'It's Time,' Perry Says in Announcing 2016 Candidacy
Emphasizing his humble roots and military service, former Gov. Rick Perry made official Thursday what he has been hinting at for some time: He's running for president in 2016.
"It's time," he said to a few hundred flag-waving supporters. "It's time to create real jobs; to raise wages; to create opportunity for all; to give every citizen a stake in this country; to restore hope — real hope to forgotten Americans."
He made the declaration while standing in front of a white cargo plane with a "Perry for President" logo inside a hot hangar at North Texas' Addison Airport. The event had the feel of a Fourth of July picnic, with a floor-to-ceiling American flag, white fold-up chairs, and red, white and blue decorations everywhere. By the end, Perry and others on the stage appeared to be sweating heavily.
The military was a key focus. Perry was surrounded by Navy SEALs and other famous veterans. And he talked about his own military service, the service of his father and his trip to the American cemetery at the site of the D-Day attack in Normandy, France. The plane serving as his backdrop Thursday was a C-130, the same type he flew in missions in Europe and the Middle East while a captain in the U.S. Air Force.
"I was proud to wear the uniform of my country," Perry said.
He also described growing up in Paint Creek in West Texas. His family had an outhouse for years, and his mom hand-sewed his clothes until he left for college, he said.
"There is no person on earth more optimistic than a dry land cotton farmer," he said. "We always know that a good rain is just across the corner, no matter how long you have been waiting."
And he touted his executive experience — 14 years as governor of Texas. During that time, he dealt with hurricanes, a crisis at the state's border with Mexico and the first diagnosis of Ebola in America, he said.
"This will be a 'show me, don't tell me' election, where voters look past the rhetoric to the real record," he said.
He then took a jab at some of the U.S. senators in the race, including Rand Paul and fellow Texan Ted Cruz.
"The question of every candidate is this one: When have you led?" he said. "Leadership is not a speech on the Senate floor. It's not what you say; it's what you have done. And we will not find the kind of leadership needed to revitalize the country by looking to the political class in Washington."
Perry has been actively campaigning for months, making regular visits to early-voting states like Iowa, New Hampshire and South Carolina. He's working to ensure that this attempt will go better than his first run for the White House.
When he ran in 2012 while still governor, he was perceived as a favorite, but quickly stumbled. Conservatives criticized him for his support of in-state tuition for undocumented immigrants. And his infamous "oops" moment at a GOP debate — when he couldn't remember the third federal agency he wanted to dissolve — became a source of mockery. He has since admitted that he wasn't fully prepared as a candidate and was suffering from health problems that sapped his sleep and concentration.

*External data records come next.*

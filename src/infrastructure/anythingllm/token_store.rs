use std::fmt;
use std::sync::{PoisonError, RwLock, RwLockReadGuard, RwLockWriteGuard};
use tokio::sync::{Mutex, MutexGuard};

use crate::domain::models::Token;

#[derive(Default)]
struct TokenState {
    token: Option<Token>,
    refresh_token: Option<String>,
    generation: u64,
}

/// Process-local home of a session's token
///
/// One store is shared (via `Arc`) by every authenticator and client of a
/// session, blocking and async alike. Every replacement or removal bumps a
/// generation counter; a caller that saw generation `n` and later needs a
/// refresh passes `n` along, so that if someone else already refreshed in the
/// meantime the new token is reused instead of refreshing again.
///
/// Refreshes are serialised by a single gate that can be taken both from
/// blocking code and from async tasks.
pub struct TokenStore {
    state: RwLock<TokenState>,
    refresh_gate: Mutex<()>,
}

impl TokenStore {
    /// Empty store
    pub fn new() -> Self {
        Self {
            state: RwLock::new(TokenState::default()),
            refresh_gate: Mutex::new(()),
        }
    }

    /// Store seeded with a static token (e.g. a Desktop API key)
    pub fn seeded(token: Option<Token>) -> Self {
        Self {
            state: RwLock::new(TokenState {
                token,
                refresh_token: None,
                generation: 0,
            }),
            refresh_gate: Mutex::new(()),
        }
    }

    fn read(&self) -> RwLockReadGuard<'_, TokenState> {
        self.state.read().unwrap_or_else(PoisonError::into_inner)
    }

    fn write(&self) -> RwLockWriteGuard<'_, TokenState> {
        self.state.write().unwrap_or_else(PoisonError::into_inner)
    }

    /// Current token, if any
    pub fn current(&self) -> Option<Token> {
        self.read().token.clone()
    }

    /// Current token together with the generation it belongs to
    pub fn snapshot(&self) -> (Option<Token>, u64) {
        let state = self.read();
        (state.token.clone(), state.generation)
    }

    /// Current generation
    pub fn generation(&self) -> u64 {
        self.read().generation
    }

    /// Stored refresh token, if the login response carried one
    pub fn refresh_token(&self) -> Option<String> {
        self.read().refresh_token.clone()
    }

    /// Whether a token is held that is not within `buffer` of expiring
    pub fn is_authenticated(&self, buffer: chrono::Duration) -> bool {
        self.read()
            .token
            .as_ref()
            .is_some_and(|t| !t.is_expired(buffer))
    }

    /// Replace the token set, returning the new generation
    pub fn replace(&self, token: Token, refresh_token: Option<String>) -> u64 {
        let mut state = self.write();
        state.token = Some(token);
        state.refresh_token = refresh_token;
        state.generation += 1;
        state.generation
    }

    /// Discard the token set
    pub fn clear(&self) {
        let mut state = self.write();
        state.token = None;
        state.refresh_token = None;
        state.generation += 1;
    }

    /// The current token and its generation, if stored after generation `seen`
    pub(crate) fn newer_than(&self, seen: u64) -> Option<(Token, u64)> {
        let state = self.read();
        if state.generation > seen {
            state.token.clone().map(|token| (token, state.generation))
        } else {
            None
        }
    }

    /// Take the refresh gate from blocking code
    ///
    /// Panics if called from within an async execution context, like
    /// `tokio::sync::Mutex::blocking_lock`.
    pub(crate) fn lock_refresh_blocking(&self) -> MutexGuard<'_, ()> {
        self.refresh_gate.blocking_lock()
    }

    /// Take the refresh gate from an async task
    pub(crate) async fn lock_refresh(&self) -> MutexGuard<'_, ()> {
        self.refresh_gate.lock().await
    }
}

impl Default for TokenStore {
    fn default() -> Self {
        Self::new()
    }
}

impl fmt::Debug for TokenStore {
    fn fmt(&self, f: &mut fmt::Formatter<'_>) -> fmt::Result {
        let state = self.read();
        f.debug_struct("TokenStore")
            .field("token", &state.token)
            .field("has_refresh_token", &state.refresh_token.is_some())
            .field("generation", &state.generation)
            .finish()
    }
}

Before Thursday's announcement, Perry had made clear that this time will be different. He has studied policy in addition to the extra time devoted to early primary states. But the political atmosphere has also changed. The field of Republican candidates is larger, and generally perceived to be stronger. Perry is barely registering in nationwide and early primary state polls. And, of course, he remains under indictment on allegations that he abused his power in an effort to force Travis County District Attorney Rosemary Lehmberg to resign.
And the setting in Addison gave him an opportunity to highlight Texas' economic growth during his 14-year tenure as governor — a key emphasis in his first campaign. The airport is just south of where a new American headquarters for Toyota is being built in Plano and a short drive north of the headquarters for ExxonMobil, AT&T and other fortune 500 companies.
But he avoided any explicit references to the challenges he faced. His 2012 run and his indictment weren't mentioned.
He did, however, lay out a few plans, though many were lacking in specificity. He said he would offer "a responsible plan to fix the entitlement system." And if he's elected, he said, he would freeze pending executive orders from President Obama's administration; approve the Keystone Pipeline; authorize the export of American oil and natural gas to Europe; and "rescind any agreement with Iran that legitimizes their quest to get nuclear weapons."
The announcement was part of a daylong rollout of his campaign. First thing in the morning, his website relaunched with his logo and a video introducing his campaign. Then, around 10:30 a.m., he e-mailed his supporters to tell them to tune in to his lunchtime speech. He took stage to an adapted version of the rap-country "Answer to No One," by Colt Ford.
"Rick Perry supporter, let's protect our border," the lyrics began. "To hell with anyone who don't believe in the USA. Rick Perry all the way."
As Perry supporters celebrated his campaign's launch, Democrats in Texas ridiculed his campaign reboot. The Lone Star Project mocked his time as governor, saying that the "best evidence proving the resiliency of Texas is that we have withstood a failed and self-serving governor like Rick Perry." The Democratic opposition research group American Bridge focused on Perry's new glasses, questioning whether they were causing him to misread unflattering polls. The group called his campaign "another sequel no one asked for."
Reporter Patrick Svitek contributed to this story from Addison.